What the justice minister isn’t saying about access to information
“I think you can see the potential for abuse there.”
— Toby Mendel, executive director of the Centre for Law and Democracy, on Newfoundland and Labrador’s Bill 29
Some people like to use the term “with all due respect” as a precursor to being disrespectful.
Justice Minister Felix Collins is no exception.
In his letter to the editor last weekend, he used that expression before going on to describe me as being irresponsible and a fear-mongerer — saying I was spreading inaccuracies and innuendo.
With all due respect to the minister, that’s a crock.
This government is scary enough in its intent to keep information from the public, without needing me to make it look worse.
Collins may disagree with the examples I used in a column to emphasize why more transparency than Bill 29 provides is necessary, but in doing so, he misses the broader point.
It doesn’t matter so much what the public was able to find out using access to information legislation in the past; what matters is what it won’t be able to find out in the present, thanks to a draconian new law that no one save the governing Tories thought was necessary.
In his letter, Collins wrote: “Ms. Frampton further states that information regarding the search for a new president for Memorial University would not be released under the new amendments. Again, Ms. Frampton is wrong.”
That, too, is a crock.
At the time, the education minister was asked directly whether she had corresponded with the board of regents at Memorial University about the presidential search, and she said no. It was only when the Liberals used access to information legislation to obtain the correspondence that the government’s interference in the process went from being widespread rumour to cold, hard truth.

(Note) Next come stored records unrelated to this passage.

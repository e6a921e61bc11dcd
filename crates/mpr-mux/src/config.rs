//! Bridge configuration
//!
//! Describes the amplifier bus, the channel labels of its source inputs, and
//! the virtual zones built on top of the physical zones.

use std::collections::{BTreeMap, HashSet};
use std::time::Duration;

use mpr_protocol::{Param, ZoneCode, MAX_AMPS};
use serde::{Deserialize, Deserializer, Serialize};

use crate::error::MuxError;
use crate::store::SetPolicy;

/// How the polling loop paces itself
#[derive(Debug, Clone, Copy, PartialEq, Eq, Default, Serialize, Deserialize)]
#[serde(rename_all = "snake_case")]
pub enum PollSchedule {
    /// Refresh every amplifier and evaluate every virtual zone, then sleep
    /// for the full poll interval
    #[default]
    PerPass,
    /// Evaluate one virtual zone per tick, sleeping `interval / zone_count`
    /// between zones so a full rotation still takes one interval
    PerZone,
}

/// Serial bus configuration
#[derive(Debug, Clone, PartialEq, Serialize, Deserialize)]
pub struct BusConfig {
    /// Serial device path, e.g. `/dev/ttyUSB0`
    pub device: String,
    /// Number of chained amplifiers on the bus
    #[serde(default = "default_amplifiers")]
    pub amplifiers: u8,
    /// Source channel labels keyed by two-digit channel code (`"01"`..`"06"`)
    #[serde(default)]
    pub channels: BTreeMap<String, String>,
}

fn default_amplifiers() -> u8 {
    MAX_AMPS
}

/// One virtual zone
#[derive(Debug, Clone, PartialEq, Serialize, Deserialize)]
pub struct VzoneConfig {
    /// Externally supplied identifier
    pub id: u64,
    /// Human label, also the lock owner token
    pub name: String,
    /// Physical zones, the first one being the model zone
    ///
    /// Accepts a list (`["11", "12"]`) or a comma-separated string (`"11,12"`).
    #[serde(deserialize_with = "deserialize_childs")]
    pub childs: Vec<ZoneCode>,
}

/// Complete bridge configuration
#[derive(Debug, Clone, PartialEq, Serialize, Deserialize)]
pub struct BridgeConfig {
    /// Amplifier bus
    pub bus: BusConfig,
    /// Virtual zones in registration order
    #[serde(default)]
    pub vzones: Vec<VzoneConfig>,
    /// Duration of one full polling rotation in milliseconds
    #[serde(default = "default_poll_interval_ms")]
    pub poll_interval_ms: u64,
    /// Polling pace
    #[serde(default)]
    pub poll_schedule: PollSchedule,
    /// Deadline for one complete response frame in milliseconds
    #[serde(default = "default_read_timeout_ms")]
    pub read_timeout_ms: u64,
    /// Whether parameter sets are confirmed by reading them back
    #[serde(default)]
    pub set_policy: SetPolicy,
}

fn default_poll_interval_ms() -> u64 {
    2000
}

fn default_read_timeout_ms() -> u64 {
    1500
}

impl BridgeConfig {
    /// Create a configuration for `device` with defaults and no virtual zones
    pub fn new(device: impl Into<String>) -> Self {
        Self {
            bus: BusConfig {
                device: device.into(),
                amplifiers: default_amplifiers(),
                channels: BTreeMap::new(),
            },
            vzones: Vec::new(),
            poll_interval_ms: default_poll_interval_ms(),
            poll_schedule: PollSchedule::default(),
            read_timeout_ms: default_read_timeout_ms(),
            set_policy: SetPolicy::default(),
        }
    }

    /// Duration of one full polling rotation
    pub fn poll_interval(&self) -> Duration {
        Duration::from_millis(self.poll_interval_ms)
    }

    /// Deadline for one response frame
    pub fn read_timeout(&self) -> Duration {
        Duration::from_millis(self.read_timeout_ms)
    }

    /// Check the configuration for inconsistencies
    pub fn validate(&self) -> Result<(), MuxError> {
        let amps = self.bus.amplifiers;
        if !(1..=MAX_AMPS).contains(&amps) {
            return Err(MuxError::Config(format!(
                "amplifiers must be 1..={}, got {}",
                MAX_AMPS, amps
            )));
        }
        if self.bus.device.trim().is_empty() {
            return Err(MuxError::Config("bus device is empty".into()));
        }
        if self.poll_interval_ms == 0 {
            return Err(MuxError::Config("poll_interval_ms must be positive".into()));
        }
        if self.read_timeout_ms == 0 {
            return Err(MuxError::Config("read_timeout_ms must be positive".into()));
        }

        for code in self.bus.channels.keys() {
            Param::CH
                .normalize(code)
                .map_err(|_| MuxError::Config(format!("invalid channel code {:?}", code)))?;
        }

        let mut ids = HashSet::new();
        let mut names = HashSet::new();
        for vzone in &self.vzones {
            if !ids.insert(vzone.id) {
                return Err(MuxError::Config(format!("duplicate vzone id {}", vzone.id)));
            }
            if vzone.name.trim().is_empty() {
                return Err(MuxError::Config(format!("vzone {} has no name", vzone.id)));
            }
            if !names.insert(vzone.name.as_str()) {
                return Err(MuxError::Config(format!(
                    "duplicate vzone name {:?}",
                    vzone.name
                )));
            }
            if vzone.childs.is_empty() {
                return Err(MuxError::Config(format!(
                    "vzone {} has no child zones",
                    vzone.id
                )));
            }
            if let Some(child) = vzone.childs.iter().find(|c| c.amp() > amps) {
                return Err(MuxError::Config(format!(
                    "vzone {} child {} is beyond the {} configured amplifiers",
                    vzone.id, child, amps
                )));
            }
        }

        Ok(())
    }
}

fn deserialize_childs<'de, D>(deserializer: D) -> Result<Vec<ZoneCode>, D::Error>
where
    D: Deserializer<'de>,
{
    #[derive(Deserialize)]
    #[serde(untagged)]
    enum Childs {
        List(Vec<ZoneCode>),
        Joined(String),
    }

    match Childs::deserialize(deserializer)? {
        Childs::List(list) => Ok(list),
        Childs::Joined(joined) => joined
            .split(',')
            .map(str::trim)
            .filter(|s| !s.is_empty())
            .map(|s| s.parse().map_err(serde::de::Error::custom))
            .collect(),
    }
}

#[cfg(test)]
mod tests {
    use super::*;

    fn zone(s: &str) -> ZoneCode {
        s.parse().unwrap()
    }

    #[test]
    fn test_parse_with_defaults() {
        let json = r#"{
            "bus": { "device": "/dev/ttyUSB0", "channels": { "01": "Tuner", "02": "Chromecast" } },
            "vzones": [
                { "id": 1, "name": "Kitchen", "childs": ["11"] },
                { "id": 2, "name": "Ground floor", "childs": "11, 12,13" }
            ]
        }"#;
        let config: BridgeConfig = serde_json::from_str(json).unwrap();

        assert_eq!(config.bus.amplifiers, 3);
        assert_eq!(config.poll_interval_ms, 2000);
        assert_eq!(config.read_timeout_ms, 1500);
        assert_eq!(config.poll_schedule, PollSchedule::PerPass);
        assert_eq!(config.set_policy, SetPolicy::Optimistic);
        assert_eq!(config.vzones[1].childs, vec![zone("11"), zone("12"), zone("13")]);
        assert!(config.validate().is_ok());
    }

    #[test]
    fn test_parse_schedule_and_policy() {
        let json = r#"{
            "bus": { "device": "/dev/ttyUSB0" },
            "poll_schedule": "per_zone",
            "set_policy": "read_back"
        }"#;
        let config: BridgeConfig = serde_json::from_str(json).unwrap();
        assert_eq!(config.poll_schedule, PollSchedule::PerZone);
        assert_eq!(config.set_policy, SetPolicy::ReadBack);
    }

    #[test]
    fn test_reject_bad_child_code() {
        let json = r#"{
            "bus": { "device": "/dev/ttyUSB0" },
            "vzones": [{ "id": 1, "name": "Porch", "childs": "11,47" }]
        }"#;
        assert!(serde_json::from_str::<BridgeConfig>(json).is_err());
    }

    #[test]
    fn test_validate_rejects_empty_childs() {
        let mut config = BridgeConfig::new("/dev/ttyUSB0");
        config.vzones.push(VzoneConfig {
            id: 1,
            name: "Attic".into(),
            childs: vec![],
        });
        assert!(matches!(config.validate(), Err(MuxError::Config(_))));
    }

    #[test]
    fn test_validate_rejects_child_beyond_amp_count() {
        let mut config = BridgeConfig::new("/dev/ttyUSB0");
        config.bus.amplifiers = 1;
        config.vzones.push(VzoneConfig {
            id: 1,
            name: "Garage".into(),
            childs: vec![zone("21")],
        });
        assert!(config.validate().is_err());
    }

    #[test]
    fn test_validate_rejects_duplicates() {
        let mut config = BridgeConfig::new("/dev/ttyUSB0");
        config.vzones.push(VzoneConfig {
            id: 1,
            name: "Den".into(),
            childs: vec![zone("11")],
        });
        config.vzones.push(VzoneConfig {
            id: 1,
            name: "Office".into(),
            childs: vec![zone("12")],
        });
        assert!(config.validate().is_err());

        config.vzones[1].id = 2;
        config.vzones[1].name = "Den".into();
        assert!(config.validate().is_err());

        config.vzones[1].name = "Office".into();
        assert!(config.validate().is_ok());
    }

    #[test]
    fn test_validate_rejects_bad_channel_code() {
        let mut config = BridgeConfig::new("/dev/ttyUSB0");
        config.bus.channels.insert("09".into(), "Phono".into());
        assert!(config.validate().is_err());
    }
}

That is precisely the kind of information that, under Bill 29, could be withheld from public view in two ways: one, because it could be deemed cabinet documentation; and two, because the government now has the ability to deem requests frivolous and vexatious, which is a handy-dandy way of protecting itself from politically troubling disclosure.
Even privacy commissioner Ed Ring has acknowledged that the definition of what constitutes a cabinet document under this new legislation offers “a lot of wiggle room.”
And speaking of Ed Ring, Collins was quick to tout the privacy’s commissioner’s support for the new rules, without noting that Ring is in the government’s employ. True, his office may operate at arm’s length from the government, but the last time I checked, an arm’s length is only about two feet — not exactly a great divide.
Curiously, Collins was also hot off the mark to point to a ranking of the legislation by the Centre for Law and Democracy — it put this province in second place out of the five jurisdictions in Canada it has assessed so far in terms of access to information.
This is the same Centre for Law and Democracy, you will recall, that angered Collins when it suggested that Bill 29 put this province behind countries such as Mexico, Ethiopia, Nicaragua, Bulgaria, Guatemala and Uganda in terms of draconian access legislation.
Now, Collins is using the centre’s “second place” rating to suggest it applauds the legislation.
But he isn’t telling you the whole story. Why? Because it doesn’t support his assertions.
This province may rank second out of the five Canadian jurisdictions that the centre studied, but Canada has an appalling record when it comes to access to information.
As noted in J-Source on June 15, an online publication of the Canadian Journalism Foundation:
“The Centre for Law and Democracy ranked Canada 40th out of 89 countries in terms of access legislation in the fall of 2011, and last month, Canadian Journalists for Free Expression gave the federal government an F for access to information in its annual report.”
Toby Mendel, the executive director of the Centre for Law and Democracy, is quoted as saying he had never seen as broad an exception as the provincial government’s rule about what can be withheld because it is considered a cabinet document.
“It applies to the documents that even though they were never looked at by cabinet, and even though they never even tangentially impacted on anything that cabinet did, somebody claimed that they were prepared for cabinet, and that’s enough to claim an exemption.”
And in the same article, Fred Vallance-Jones, the journalism professor at the University of King’s College in Halifax who led the Canadian Newspaper Association’s Freedom of Information Audit last year, called Bill 29, “the biggest step backward in access in Canada in recent memory.”
“It curates some of the worst provisions of the legislation and then modifies them and bundles them together into this package that seems to give incredible power to either disregard or condemn request all because people in government find access to be a bit of a bother,” he said.
How’s that for definitive?
I’d stack those assessments up against Ed Rings’ “the legislation remains robust” any day of the week.
And here’s something else Collins hasn’t been doing too much talking about. His government likes to say that Bill 29 stemmed from recommendations made by lawyer John Cummings in his review of our access to information legislation.
But what doesn’t get said is that Cummings recommended that the privacy commissioner get the final say on whether or not an access request was trivial or vexatious. Collins et al. chose to ignore that little piece of advice.
Now, the minister can dismiss what I’m saying in as many forums as he likes, but he cannot dismiss the truth, no matter how he tries to cloak it.
With Bill 29, the public’s right to access information from the government has been compromised.
Not enhanced, not streamlined, not improved.
Pam Frampton is a columnist and
The Telegram’s associate managing editor.